* [Your goal]:
All lines before the one containing "over idempotent steps.", plus that line itself, are to be printed exactly as they appear below.

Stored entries
......

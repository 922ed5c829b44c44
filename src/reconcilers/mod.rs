//! Reconcilers for XStore Backup CRDs
//!
//! This module contains the business logic for reconciling each CRD type.
//! Reconcilers are responsible for:
//! - Validating CRD specs
//! - Mapping each backup phase to the steps it runs
//! - Driving jobs and coordinator waits through the control engine

pub mod steps;
pub mod xstore_backup;
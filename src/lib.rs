//! OSO XStore Backup Kubernetes Operator
//!
//! This operator orchestrates multi-stage backups of sharded XStore
//! clusters: a full snapshot, then coordinated binlog capture, driven by a
//! phase machine over idempotent steps.

pub mod adapters;
pub mod config;
pub mod control;
pub mod controllers;
pub mod crd;
pub mod error;
pub mod metrics;
pub mod reconcilers;

pub use error::{Error, Result};
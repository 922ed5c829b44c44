//! XStoreBackup Custom Resource Definition

use std::fmt;

use chrono::{DateTime, Utc};
use kube::CustomResource;
use schemars::JsonSchema;
use serde::{Deserialize, Serialize};

/// XStoreBackup resource specification
#[derive(CustomResource, Clone, Debug, Deserialize, Serialize, JsonSchema)]
#[kube(
    group = "xstore.oso.sh",
    version = "v1alpha1",
    kind = "XStoreBackup",
    plural = "xstorebackups",
    singular = "xstorebackup",
    shortname = "xsb",
    namespaced,
    status = "XStoreBackupStatus",
    printcolumn = r#"{"name": "XStore", "type": "string", "jsonPath": ".spec.xstoreName"}"#,
    printcolumn = r#"{"name": "Phase", "type": "string", "jsonPath": ".status.phase"}"#,
    printcolumn = r#"{"name": "Start", "type": "string", "jsonPath": ".status.startTime"}"#,
    printcolumn = r#"{"name": "End", "type": "string", "jsonPath": ".status.endTime"}"#,
    printcolumn = r#"{"name": "Age", "type": "date", "jsonPath": ".metadata.creationTimestamp"}"#
)]
#[serde(rename_all = "camelCase")]
pub struct XStoreBackupSpec {
    /// Name of the XStore cluster to back up
    pub xstore_name: String,

    /// Name of the ClusterBackup coordinating all members of this backup
    pub cluster_backup_name: String,

    /// Where backup artifacts are written
    pub storage: BackupStorageSpec,

    /// Secret holding the account credentials to preserve (defaults to xstoreName)
    #[serde(skip_serializing_if = "Option::is_none")]
    pub account_secret: Option<String>,

    /// Retention policy applied to sibling backups of the same XStore
    #[serde(skip_serializing_if = "Option::is_none")]
    pub retention: Option<RetentionPolicy>,
}

/// Backup storage specification
#[derive(Clone, Debug, Deserialize, Serialize, JsonSchema, PartialEq)]
#[serde(rename_all = "camelCase")]
pub struct BackupStorageSpec {
    /// Storage provider (pvc, s3, oss, sftp)
    pub provider: String,

    /// Named sink configured for the provider
    pub sink: String,

    /// Path prefix for backup artifacts
    #[serde(skip_serializing_if = "Option::is_none")]
    pub path_prefix: Option<String>,
}

/// Retention policy for completed backups
#[derive(Clone, Debug, Default, Deserialize, Serialize, JsonSchema, PartialEq)]
#[serde(rename_all = "camelCase")]
pub struct RetentionPolicy {
    /// Maximum number of finished backups kept per XStore, this one included
    #[serde(skip_serializing_if = "Option::is_none")]
    pub max_count: Option<u32>,

    /// Maximum age in days of finished backups
    #[serde(skip_serializing_if = "Option::is_none")]
    pub max_age_days: Option<u32>,
}

/// Backup lifecycle phase, in its total order
#[derive(
    Clone, Copy, Debug, Default, Deserialize, Serialize, JsonSchema, PartialEq, Eq, PartialOrd, Ord, Hash,
)]
pub enum XStoreBackupPhase {
    #[default]
    #[serde(alias = "")]
    New,
    FullBackuping,
    Collecting,
    BinlogBackuping,
    BinlogWaiting,
    Finished,
    /// Any value this operator does not recognize
    #[serde(other)]
    Unknown,
}

impl XStoreBackupPhase {
    /// Every recognized phase, in lifecycle order
    pub const ALL: [XStoreBackupPhase; 6] = [
        XStoreBackupPhase::New,
        XStoreBackupPhase::FullBackuping,
        XStoreBackupPhase::Collecting,
        XStoreBackupPhase::BinlogBackuping,
        XStoreBackupPhase::BinlogWaiting,
        XStoreBackupPhase::Finished,
    ];

    pub fn as_str(&self) -> &'static str {
        match self {
            XStoreBackupPhase::New => "New",
            XStoreBackupPhase::FullBackuping => "FullBackuping",
            XStoreBackupPhase::Collecting => "Collecting",
            XStoreBackupPhase::BinlogBackuping => "BinlogBackuping",
            XStoreBackupPhase::BinlogWaiting => "BinlogWaiting",
            XStoreBackupPhase::Finished => "Finished",
            XStoreBackupPhase::Unknown => "Unknown",
        }
    }
}

impl fmt::Display for XStoreBackupPhase {
    fn fmt(&self, f: &mut fmt::Formatter<'_>) -> fmt::Result {
        f.write_str(self.as_str())
    }
}

/// Names of the transient jobs created for a backup
#[derive(Clone, Debug, Default, Deserialize, Serialize, JsonSchema, PartialEq)]
#[serde(rename_all = "camelCase")]
pub struct BackupJobRefs {
    /// Full snapshot job
    #[serde(skip_serializing_if = "Option::is_none")]
    pub full_backup: Option<String>,

    /// Binlog position collect job
    #[serde(skip_serializing_if = "Option::is_none")]
    pub collect_binlog: Option<String>,

    /// Binlog capture job
    #[serde(skip_serializing_if = "Option::is_none")]
    pub binlog_backup: Option<String>,
}

impl BackupJobRefs {
    pub fn is_empty(&self) -> bool {
        self.full_backup.is_none() && self.collect_binlog.is_none() && self.binlog_backup.is_none()
    }

    pub fn get(&self, kind: JobKind) -> Option<&str> {
        match kind {
            JobKind::FullBackup => self.full_backup.as_deref(),
            JobKind::CollectBinlog => self.collect_binlog.as_deref(),
            JobKind::BinlogBackup => self.binlog_backup.as_deref(),
        }
    }

    pub fn slot_mut(&mut self, kind: JobKind) -> &mut Option<String> {
        match kind {
            JobKind::FullBackup => &mut self.full_backup,
            JobKind::CollectBinlog => &mut self.collect_binlog,
            JobKind::BinlogBackup => &mut self.binlog_backup,
        }
    }
}

/// The transient jobs a backup runs
#[derive(Clone, Copy, Debug, PartialEq, Eq, Hash)]
pub enum JobKind {
    /// Full data snapshot
    FullBackup,
    /// Records the binlog position reached by the full snapshot
    CollectBinlog,
    /// Captures binlog events up to the consistent point
    BinlogBackup,
}

impl JobKind {
    pub const ALL: [JobKind; 3] = [JobKind::FullBackup, JobKind::CollectBinlog, JobKind::BinlogBackup];

    pub fn as_str(&self) -> &'static str {
        match self {
            JobKind::FullBackup => "full-backup",
            JobKind::CollectBinlog => "collect-binlog",
            JobKind::BinlogBackup => "binlog-backup",
        }
    }

    /// Suffix appended to the backup name to form the job name
    pub fn name_suffix(&self) -> &'static str {
        match self {
            JobKind::FullBackup => "full",
            JobKind::CollectBinlog => "collect",
            JobKind::BinlogBackup => "binlog",
        }
    }

    /// Condition type recorded when a job of this kind fails
    pub fn failed_condition(&self) -> &'static str {
        match self {
            JobKind::FullBackup => "FullBackupJobFailed",
            JobKind::CollectBinlog => "CollectBinlogJobFailed",
            JobKind::BinlogBackup => "BinlogBackupJobFailed",
        }
    }
}

impl fmt::Display for JobKind {
    fn fmt(&self, f: &mut fmt::Formatter<'_>) -> fmt::Result {
        f.write_str(self.as_str())
    }
}

/// XStoreBackup status
#[derive(Clone, Debug, Default, Deserialize, Serialize, JsonSchema, PartialEq)]
#[serde(rename_all = "camelCase")]
pub struct XStoreBackupStatus {
    /// Current phase
    #[serde(default)]
    pub phase: XStoreBackupPhase,

    /// Human-readable message
    #[serde(skip_serializing_if = "Option::is_none")]
    pub message: Option<String>,

    /// When the backup started
    #[serde(skip_serializing_if = "Option::is_none")]
    pub start_time: Option<DateTime<Utc>>,

    /// When the backup finished
    #[serde(skip_serializing_if = "Option::is_none")]
    pub end_time: Option<DateTime<Utc>>,

    /// Timestamp of the last captured binlog event
    #[serde(skip_serializing_if = "Option::is_none")]
    pub last_event_timestamp: Option<DateTime<Utc>>,

    /// Root path of this backup's artifacts in storage
    #[serde(skip_serializing_if = "Option::is_none")]
    pub backup_root_path: Option<String>,

    /// Jobs created for this backup and not yet cleaned up
    #[serde(default, skip_serializing_if = "BackupJobRefs::is_empty")]
    pub job_refs: BackupJobRefs,

    /// Secret preserving the credentials needed to restore this backup
    #[serde(skip_serializing_if = "Option::is_none")]
    pub secrets_snapshot_ref: Option<String>,

    /// Status conditions
    #[serde(default, skip_serializing_if = "Vec::is_empty")]
    pub conditions: Vec<Condition>,
}

/// Status condition
#[derive(Clone, Debug, Deserialize, Serialize, JsonSchema, PartialEq)]
#[serde(rename_all = "camelCase")]
pub struct Condition {
    /// Condition type
    #[serde(rename = "type")]
    pub type_: String,

    /// Status (True, False, Unknown)
    pub status: String,

    /// Last transition time
    pub last_transition_time: DateTime<Utc>,

    /// Reason for the condition
    #[serde(skip_serializing_if = "Option::is_none")]
    pub reason: Option<String>,

    /// Human-readable message
    #[serde(skip_serializing_if = "Option::is_none")]
    pub message: Option<String>,
}

impl XStoreBackup {
    /// Current phase, treating a missing status as New
    pub fn phase(&self) -> XStoreBackupPhase {
        self.status.as_ref().map(|s| s.phase).unwrap_or_default()
    }

    /// Secret whose credentials are preserved with this backup
    pub fn account_secret_name(&self) -> &str {
        self.spec
            .account_secret
            .as_deref()
            .unwrap_or(&self.spec.xstore_name)
    }
}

......

* [Exercise output]:
repository 922ed5c829b44c44
filename src/reconcilers/mod.rs
//! Reconcilers for XStore Backup CRDs
//!
//! This module contains the business logic for reconciling each CRD type.
//! Reconcilers are responsible for:
//! - Validating CRD specs
//! - Mapping each backup phase to the steps it runs
//! - Driving jobs and coordinator waits through the control engine

pub mod steps;
pub mod xstore_backup;
filename src/lib.rs
//! OSO XStore Backup Kubernetes Operator
//!
//! This operator orchestrates multi-stage backups of sharded XStore
//! clusters: a full snapshot, then coordinated binlog capture, driven by a
//! phase machine over idempotent steps.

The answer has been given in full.